I could also feel the sleeve of Logan's suit jacket brush against my arm as he reached out for a sip of beer. When had we gotten so close? And how much had I had to drink? I could barely remember anything from the last couple hours but the sound of his voice and the curve of his lips. Being around Logan was all consuming. My head was buzzing slightly and I couldn't tell if it was the alcohol, or Logan, but I didn't care. All I knew was that I was feeling utterly content there in that booth, next to him.
"Here, try this." He used his fork to cut into a breaded dish, scooping it up and feeding it to me. I opened my mouth readily to accept. It was crispy and buttery on the outside, tender and juicy on the inside with just a hint of tang from the lemon garnish. Deep fried and breaded—what more could a Gilmore Girl ask for?
"I am just drunk enough to say this sentence out loud," I admitted, "But I enjoy the wiener schnitzel."
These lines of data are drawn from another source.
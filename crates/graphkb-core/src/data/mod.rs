//! Data ingestion pipeline: record envelopes, providers, and processors.

mod processor;
mod provider;

pub use processor::{Processor, ProcessorChain, RegexFilterProcessor, REGEX_FILTER_PROCESSOR_ID};
pub use provider::{DataProvider, DataProviderFactory};

use chrono::{DateTime, Utc};
use serde::{Deserialize, Serialize};
use uuid::Uuid;

use crate::model::SlotId;

/// One record travelling through the ingestion pipeline.
#[derive(Debug, Clone, Serialize, Deserialize)]
pub struct Holder {
    pub id: Uuid,
    pub slot: SlotId,
    pub payload: serde_json::Value,
    /// Cleared by a processor to filter the record out; non-sinkable holders
    /// never reach the indexer.
    pub sinkable: bool,
    pub created_at: DateTime<Utc>,
}

impl Holder {
    pub fn new(slot: SlotId, payload: serde_json::Value) -> Self {
        Self {
            id: Uuid::new_v4(),
            slot,
            payload,
            sinkable: true,
            created_at: Utc::now(),
        }
    }
}
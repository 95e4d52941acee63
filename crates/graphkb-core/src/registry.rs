//! The knowledge-base resource registry.
//!
//! Owns the per-slot resource caches (indexers, searchers, storage
//! directories) and the per-repository caches (namespaces, recognizers,
//! loaders), all keyed for atomic get-or-create: under concurrent first-time
//! access, construction runs at most once per key and every caller observes
//! the same instance.
//!
//! Lifecycle is construct → `initialize()` → use → `terminate()`. The
//! registry is an explicitly constructed, passed-by-reference object; there
//! is no ambient/static instance.

use std::path::{Path, PathBuf};
use std::sync::{Arc, RwLock, RwLockReadGuard, RwLockWriteGuard};

use dashmap::mapref::entry::Entry;
use dashmap::DashMap;
use tracing::{error, info, warn};

use crate::data::{DataProvider, ProcessorChain};
use crate::error::{KbError, Result};
use crate::index::{IndexBackend, Indexer, Searcher};
use crate::loader::KbLoader;
use crate::model::{BuiltInModel, Language, SlotId};
use crate::namespace::Namespace;
use crate::ner::EntityRecognizer;
use crate::plugins::{PluginRegistry, ProviderCtor};
use crate::settings::Settings;

#[derive(Debug, Clone, Copy, PartialEq, Eq)]
enum Lifecycle {
    Uninitialized,
    Initialized,
    Terminated,
}

pub struct KbRegistry {
    settings: Settings,
    plugins: PluginRegistry,
    data_root: PathBuf,
    backend: Arc<dyn IndexBackend>,
    indexers: DashMap<SlotId, Arc<dyn Indexer>>,
    searchers: DashMap<SlotId, Arc<dyn Searcher>>,
    directories: DashMap<SlotId, Arc<sled::Db>>,
    namespaces: DashMap<String, Arc<Namespace>>,
    recognizers: DashMap<String, Arc<dyn EntityRecognizer>>,
    loaders: DashMap<String, Arc<KbLoader>>,
    lifecycle: RwLock<Lifecycle>,
}

impl std::fmt::Debug for KbRegistry {
    fn fmt(&self, f: &mut std::fmt::Formatter<'_>) -> std::fmt::Result {
        f.debug_struct("KbRegistry")
            .field("data_root", &self.data_root)
            .field("lifecycle", &self.lifecycle)
            .finish_non_exhaustive()
    }
}

impl KbRegistry {
    /// Builds a registry over the given configuration view, resolving the
    /// index backend once from `index-store.factory.class`.
    pub fn new(settings: Settings, plugins: PluginRegistry) -> Result<Arc<Self>> {
        let data_root = settings.data_root_dir()?;
        let backend_id = settings.backend_factory_id()?;
        let backend = plugins.backend(&backend_id)?;
        info!(backend = %backend_id, root = %data_root.display(), "knowledge base core created");
        Ok(Arc::new(Self {
            settings,
            plugins,
            data_root,
            backend,
            indexers: DashMap::new(),
            searchers: DashMap::new(),
            directories: DashMap::new(),
            namespaces: DashMap::new(),
            recognizers: DashMap::new(),
            loaders: DashMap::new(),
            lifecycle: RwLock::new(Lifecycle::Uninitialized),
        }))
    }

    /// Provisions every enabled slot declared in the configuration: for each
    /// repository that is not disabled, every declared content type gets an
    /// indexer and a searcher from the backend, started and cached. A backend
    /// returning no indexer or no searcher for a slot leaves that resource
    /// absent (logged, non-fatal).
    pub fn initialize(&self) -> Result<()> {
        let mut state = self.state_write();
        if *state != Lifecycle::Uninitialized {
            return Err(KbError::AlreadyInitialized);
        }
        self.provision_all()?;
        *state = Lifecycle::Initialized;
        info!(root = %self.data_root.display(), "core initialized");
        Ok(())
    }

    /// Stops every cached indexer and searcher and releases every cached
    /// directory handle. Individual release failures are logged and do not
    /// abort the teardown of the remaining resources. The caches stay
    /// populated: accessors keep returning the stopped resources.
    pub fn terminate(&self) -> Result<()> {
        let mut state = self.state_write();
        if *state != Lifecycle::Initialized {
            return Err(KbError::NotInitialized);
        }
        for entry in self.indexers.iter() {
            if let Err(e) = entry.value().stop() {
                error!(slot = %entry.key(), error = %e, "failed to stop indexer");
            }
        }
        for entry in self.searchers.iter() {
            if let Err(e) = entry.value().stop() {
                error!(slot = %entry.key(), error = %e, "failed to stop searcher");
            }
        }
        for entry in self.directories.iter() {
            if let Err(e) = entry.value().flush() {
                error!(slot = %entry.key(), error = %e, "failed to release slot directory");
            }
        }
        *state = Lifecycle::Terminated;
        info!("core terminated");
        Ok(())
    }

    /// The cached indexer of a slot. Fails if the slot was never provisioned.
    pub fn get_indexer(&self, slot: &SlotId) -> Result<Arc<dyn Indexer>> {
        let _state = self.state_read();
        self.indexers
            .get(slot)
            .map(|e| Arc::clone(e.value()))
            .ok_or_else(|| KbError::ResourceNotFound {
                resource: "indexer",
                slot: slot.to_string(),
            })
    }

    /// The cached searcher of a slot. Fails if the slot was never provisioned.
    pub fn get_searcher(&self, slot: &SlotId) -> Result<Arc<dyn Searcher>> {
        let _state = self.state_read();
        self.searchers
            .get(slot)
            .map(|e| Arc::clone(e.value()))
            .ok_or_else(|| KbError::ResourceNotFound {
                resource: "searcher",
                slot: slot.to_string(),
            })
    }

    /// Get-or-create the slot's storage directory handle at
    /// `<data.root-dir>/<repository>/<content-type>/idx`.
    pub fn get_directory(&self, slot: &SlotId) -> Result<Arc<sled::Db>> {
        let _state = self.state_read();
        CoreRef::new(self).directory(slot)
    }

    /// Get-or-create the repository's namespace.
    pub fn get_namespace(&self, repository: &str) -> Arc<Namespace> {
        let _state = self.state_read();
        CoreRef::new(self).namespace(repository)
    }

    /// Get-or-create the repository's entity recognizer, constructed through
    /// the plugin registry with the repository's configured language.
    pub fn get_entity_recognizer(&self, repository: &str) -> Result<Arc<dyn EntityRecognizer>> {
        let _state = self.state_read();
        CoreRef::new(self).entity_recognizer(repository)
    }

    /// Get-or-create the repository's ingestion loader.
    pub fn get_loader(self: &Arc<Self>, repository: &str) -> Arc<KbLoader> {
        let _state = self.state_read();
        if let Some(loader) = self.loaders.get(repository) {
            return Arc::clone(loader.value());
        }
        let loader = self
            .loaders
            .entry(repository.to_string())
            .or_insert_with(|| {
                Arc::new(KbLoader::new(Arc::downgrade(self), repository.to_string()))
            });
        Arc::clone(loader.value())
    }

    /// Resolves the slot's data-provider factory from configuration and the
    /// plugin registry and asks it for a provider. Every lookup, construction,
    /// or creation failure surfaces as a wrapped plugin error.
    pub fn create_data_provider(self: &Arc<Self>, slot: &SlotId) -> Result<DataProvider> {
        let _state = self.state_read();
        let provider_id = self
            .settings
            .provider_id(slot)
            .map_err(|e| KbError::plugin(format!("data provider for {slot}"), e))?;
        let factory = match self.plugins.provider(&provider_id)? {
            ProviderCtor::Internal(ctor) => ctor(Arc::clone(self)),
            ProviderCtor::External(ctor) => ctor(),
        };
        let provider = factory
            .create(slot)
            .map_err(|e| KbError::plugin(provider_id.clone(), e))?;
        info!(slot = %slot, provider = %provider.name(), "created data provider");
        Ok(provider)
    }

    /// Assembles the slot's processor chain, or `None` when no processors are
    /// configured for it.
    pub fn create_processor_chain(&self, slot: &SlotId) -> Result<Option<ProcessorChain>> {
        let _state = self.state_read();
        let specs = match self.settings.processor_specs(slot)? {
            Some(specs) if !specs.is_empty() => specs,
            _ => {
                warn!(slot = %slot, "no processors configured");
                return Ok(None);
            }
        };
        let mut processors = Vec::with_capacity(specs.len());
        for spec in &specs {
            let ctor = self.plugins.processor(&spec.class)?;
            processors.push(ctor(&spec.options)?);
        }
        let chain = ProcessorChain::new(processors);
        info!(slot = %slot, processors = ?chain.names(), "processor chain assembled");
        Ok(Some(chain))
    }

    /// Language tag of a repository, from configuration.
    pub fn language(&self, repository: &str) -> Result<Language> {
        let _state = self.state_read();
        self.settings.language(repository)
    }

    /// Every provisioned slot.
    pub fn slots(&self) -> Vec<SlotId> {
        let _state = self.state_read();
        self.indexers.iter().map(|e| e.key().clone()).collect()
    }

    /// The provisioned slots of one repository.
    pub fn slots_of(&self, repository: &str) -> Vec<SlotId> {
        let _state = self.state_read();
        self.searchers
            .iter()
            .map(|e| e.key().clone())
            .filter(|slot| slot.repository() == repository)
            .collect()
    }

    pub fn has_repository(&self, repository: &str) -> bool {
        let _state = self.state_read();
        self.indexers
            .iter()
            .any(|e| e.key().repository() == repository)
    }

    /// The model class registered for a content-type id.
    pub fn model_class(&self, model_id: &str) -> Result<BuiltInModel> {
        BuiltInModel::for_id(model_id)
    }

    pub fn settings(&self) -> &Settings {
        &self.settings
    }

    pub fn data_root_dir(&self) -> &Path {
        &self.data_root
    }

    fn provision_all(&self) -> Result<()> {
        let repositories = self.settings.repositories()?;
        for repository in repositories {
            if !self.settings.is_enabled(&repository)? {
                info!(repository = %repository, "repository is disabled");
                continue;
            }
            for content_type in self.settings.content_types(&repository)? {
                let slot = SlotId::new(repository.clone(), content_type);
                info!(slot = %slot, "provisioning slot");

                match self.backend.create_indexer(&slot, CoreRef::new(self))? {
                    Some(indexer) => {
                        indexer.start();
                        self.indexers.insert(slot.clone(), Arc::from(indexer));
                    }
                    None => warn!(slot = %slot, "no indexer created"),
                }
                match self.backend.create_searcher(&slot, CoreRef::new(self))? {
                    Some(searcher) => {
                        searcher.start();
                        self.searchers.insert(slot.clone(), Arc::from(searcher));
                    }
                    None => warn!(slot = %slot, "no searcher created"),
                }
            }
        }
        if self.searchers.is_empty() {
            warn!("no slots were provisioned");
        }
        Ok(())
    }

    // Lock poisoning only occurs when another thread panicked mid-operation;
    // the lifecycle flag stays coherent, so recover the guard.
    fn state_write(&self) -> RwLockWriteGuard<'_, Lifecycle> {
        self.lifecycle.write().unwrap_or_else(|e| e.into_inner())
    }

    fn state_read(&self) -> RwLockReadGuard<'_, Lifecycle> {
        self.lifecycle.read().unwrap_or_else(|e| e.into_inner())
    }
}

/// Borrowed capability handle handed to backend factories and recognizer
/// constructors while the registry is mid-provisioning.
///
/// Its accessors bypass the lifecycle guard (the guard is held by the
/// provisioning thread and is not reentrant) but go through the same caches,
/// so per-key at-most-once construction still holds.
#[derive(Clone, Copy)]
pub struct CoreRef<'a> {
    core: &'a KbRegistry,
}

impl<'a> CoreRef<'a> {
    pub(crate) fn new(core: &'a KbRegistry) -> Self {
        Self { core }
    }

    pub fn settings(&self) -> &'a Settings {
        &self.core.settings
    }

    pub fn data_root_dir(&self) -> &'a Path {
        &self.core.data_root
    }

    /// Get-or-create the slot's storage directory. The cache entry is locked
    /// while the database opens, so a racing caller waits instead of opening
    /// a second handle on the same path.
    pub fn directory(&self, slot: &SlotId) -> Result<Arc<sled::Db>> {
        if let Some(db) = self.core.directories.get(slot) {
            return Ok(Arc::clone(db.value()));
        }
        match self.core.directories.entry(slot.clone()) {
            Entry::Occupied(entry) => Ok(Arc::clone(entry.get())),
            Entry::Vacant(entry) => {
                let path = self
                    .core
                    .data_root
                    .join(slot.repository())
                    .join(slot.content_type())
                    .join("idx");
                let db = Arc::new(sled::open(&path)?);
                entry.insert(Arc::clone(&db));
                info!(slot = %slot, path = %path.display(), "opened slot directory");
                Ok(db)
            }
        }
    }

    /// Get-or-create the repository's namespace.
    pub fn namespace(&self, repository: &str) -> Arc<Namespace> {
        Arc::clone(
            self.core
                .namespaces
                .entry(repository.to_string())
                .or_insert_with(|| {
                    Arc::new(Namespace::from_settings(&self.core.settings, repository))
                })
                .value(),
        )
    }

    /// Get-or-create the repository's entity recognizer.
    pub fn entity_recognizer(&self, repository: &str) -> Result<Arc<dyn EntityRecognizer>> {
        if let Some(recognizer) = self.core.recognizers.get(repository) {
            return Ok(Arc::clone(recognizer.value()));
        }
        match self.core.recognizers.entry(repository.to_string()) {
            Entry::Occupied(entry) => Ok(Arc::clone(entry.get())),
            Entry::Vacant(entry) => {
                let language = self.core.settings.language(repository)?;
                let recognizer_id = self.core.settings.recognizer_id(repository)?;
                let ctor = self.core.plugins.recognizer(&recognizer_id)?;
                let recognizer = ctor(language, *self)?;
                entry.insert(Arc::clone(&recognizer));
                Ok(recognizer)
            }
        }
    }

    /// The cached searcher of a slot, for recognizers that resolve candidate
    /// mentions against already-provisioned slots.
    pub fn searcher(&self, slot: &SlotId) -> Result<Arc<dyn Searcher>> {
        self.core
            .searchers
            .get(slot)
            .map(|e| Arc::clone(e.value()))
            .ok_or_else(|| KbError::ResourceNotFound {
                resource: "searcher",
                slot: slot.to_string(),
            })
    }
}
Logan laughed. "Well that's not a surprise. I certainly remember how much you enjoyed my schnitzel."
I buried my face in my hands. I knew he was going to run with that comment before I'd even opened my mouth, but I just couldn't help myself. "See, this is why I don't say these things sober."
"What can I say?" Logan asked, grinning wickedly. "I like making you blush."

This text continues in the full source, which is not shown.